Yeah, I use the San Francisco Bay Brand frozen bloodworms. I'd say they work pretty good.


----------



## luvmybetta (Jan 29, 2011)

I ordered the Sera Bettagran, also. Like you, I could not find much information on the actual ingrediants. They sure are stingy with sharing information on their product line. I was also wanting to try a couple of their other products too.


----------



## Lion Mom (Jun 14, 2010)

What other of their products are you thinkin' on, luvmybetta?


----------



## luvmybetta (Jan 29, 2011)

Actually, I did order two products from the Sera product line when I placed my order. I ordered from EBay and just looked up Betta Food. There is one person whom sells Sera Products and that is where I placed my order. I ordered the Sera Bettagran (but, it is not a full size container..0.17 Oz...Sample packet..I am not sure why the Bettagran is the only food item that is a sample size..go figure). All of the other food items from this person are full size. Anyway, I also ordered the Sera Flake Variety container. It has 4 different flake foods within the container. After seeing a variety of people posting about flake foods and Betta feeding...I will probably have to live in a leper colony...with my Betta and his assorted pellets and flakes.:lol:....Anyway, this is the first order. If the Sera Bettagran works out after the taste test given by my guy and the reading of the packet with me, I will probably order the larger container. I have gotten several little old ladies (much like myself) into taking care of a new friend/pet..Betta. I can always find someone to give things away to or share with. I was also looking at trying their water conditioner. I seem to always want to try out new/different food and water conditioner. I always go back to using Prime (love Seachem products)...For some reason and I don't know why (even at my age)..Food and water conditioner just seems to call my name.:lol:...While I was checking out the catagory Betta food on EBay, I did notice that Seachem has a Betta pellet available. I don't know if this is a new item or if it has been available for awhile.


----------



## Lion Mom (Jun 14, 2010)

The .17 is what I am getting also. Don't want to get TOO much first time around!!!! 
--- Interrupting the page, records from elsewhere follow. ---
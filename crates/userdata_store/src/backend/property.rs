//! Host window properties, keyed by name or by atom.
//!
//! Both stores keep one property per window. The name-keyed store compares
//! the property name on every call; the atom-keyed store interns the name
//! once on construction and compares integers afterwards.

use std::rc::Rc;

use userdata_foundation::{Atom, BackendKind, Handle, Result, UserData};

use crate::host::WindowHost;
use crate::store::UserdataStore;

/// Name of the property both stores use.
pub const PROPERTY_NAME: &str = "userdata";

/// Forwards to [`WindowHost::set_prop`] and [`WindowHost::prop`].
#[derive(Clone, Debug)]
pub struct PropertyByName {
    host: Rc<dyn WindowHost>,
}

impl PropertyByName {
    /// Creates a store over the host's named properties.
    #[must_use]
    pub fn new(host: Rc<dyn WindowHost>) -> Self {
        Self { host }
    }
}

impl UserdataStore for PropertyByName {
    fn set(&mut self, handle: Handle, data: UserData) {
        self.host.set_prop(handle, PROPERTY_NAME, data);
    }

    fn get(&mut self, handle: Handle) -> Option<UserData> {
        self.host.prop(handle, PROPERTY_NAME)
    }

    fn description(&self) -> &'static str {
        "Host window property, string id"
    }

    fn kind(&self) -> BackendKind {
        BackendKind::PropertyByName
    }
}

/// Forwards to [`WindowHost::set_prop_atom`] and [`WindowHost::prop_atom`].
#[derive(Clone, Debug)]
pub struct PropertyByAtom {
    host: Rc<dyn WindowHost>,
    atom: Atom,
}

impl PropertyByAtom {
    /// Interns [`PROPERTY_NAME`] and creates a store keyed by the atom.
    ///
    /// # Errors
    ///
    /// Returns an error if the host cannot intern the name.
    pub fn new(host: Rc<dyn WindowHost>) -> Result<Self> {
        let atom = host.add_atom(PROPERTY_NAME)?;
        Ok(Self { host, atom })
    }

    /// Returns the atom the property is keyed by.
    #[must_use]
    pub fn atom(&self) -> Atom {
        self.atom
    }
}

impl UserdataStore for PropertyByAtom {
    fn set(&mut self, handle: Handle, data: UserData) {
        self.host.set_prop_atom(handle, self.atom, data);
    }

    fn get(&mut self, handle: Handle) -> Option<UserData> {
        self.host.prop_atom(handle, self.atom)
    }

    fn description(&self) -> &'static str {
        "Host window property, atom id"
    }

    fn kind(&self) -> BackendKind {
        BackendKind::PropertyByAtom
    }
}
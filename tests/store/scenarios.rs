//! Documented end-to-end scenarios

use userdata_foundation::{Handle, UserData};
use userdata_store::{DirectSlotArray, HashMapStore, SortedVecStore, UserdataStore};

fn h(raw: u64) -> Handle {
    Handle::from_raw(raw)
}

#[test]
fn hash_map_scenario() {
    let values = [10, 20, 30, 99];
    let p: Vec<_> = values.iter().map(UserData::from_ref).collect();
    let mut store = HashMapStore::new();

    store.set(h(1), p[0]);
    store.set(h(2), p[1]);
    store.set(h(3), p[2]);
    assert_eq!(store.get(h(2)), Some(p[1]));
    assert_eq!(store.get(h(4)), None);

    store.set(h(2), p[3]);
    assert_eq!(store.get(h(2)), Some(p[3]));
    assert_eq!(store.len(), 3);
}

#[test]
fn sorted_vec_scenario() {
    let values = [5, 3, 4];
    let mut store = SortedVecStore::new();

    for (raw, value) in [5, 3, 4].into_iter().zip(&values) {
        store.set(h(raw), UserData::from_ref(value));
    }

    let order: Vec<u64> = store.handles().map(Handle::raw).collect();
    assert_eq!(order, vec![3, 4, 5]);
    assert_eq!(store.get(h(4)), Some(UserData::from_ref(&values[2])));
}

#[test]
fn direct_slot_wraps_around() {
    let values = [1, 2, 3];
    let p: Vec<_> = values.iter().map(UserData::from_ref).collect();
    let mut store = DirectSlotArray::new();

    for (raw, ptr) in (1..=3).zip(&p) {
        store.set(h(raw), *ptr);
    }

    let seen: Vec<_> = (1..=4).map(|raw| store.get(h(raw))).collect();
    assert_eq!(seen, vec![Some(p[0]), Some(p[1]), Some(p[2]), Some(p[0])]);
}

#[test]
fn direct_slot_ignores_the_handle() {
    let values = [1, 2];
    let p: Vec<_> = values.iter().map(UserData::from_ref).collect();
    let mut store = DirectSlotArray::new();
    store.set(h(1), p[0]);
    store.set(h(2), p[1]);

    assert_eq!(store.get(h(999)), Some(p[0]));
    assert_eq!(store.cursor(), Some(0));
}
Nah - I won't send ya away for doing some flake with your guys! LOL!!! 

I always go back to Prime also. Matter of fact, I have now talked myself into just STAYING with Prime and be done with it!

Didn't know Seachem has a betta pellet - interesting. May have to try THAT!!!! 

Can you please post the link to the Sera seller? Just in case I NEED more stuff???? LOL, LOL, LOL!!!!!

Thanks!


----------



## luvmybetta (Jan 29, 2011)

This is the person/place from where I ordered:

http://stores.ebay.com/TINYS-POND-WORLD?_trksid=p4340.l2563


I am like you, I need to just stick with Prime and be done with it. Like I said something about food and water conditioner...they just won't leave me alone. LOL..I am now seriously condsidering the Seachem Betta pellets..See what I mean?...Just won't leave me alone.


----------



## Lion Mom (Jun 14, 2010)

Ok - that is where I ordered mine from also. Can't WAIT to get it!!! 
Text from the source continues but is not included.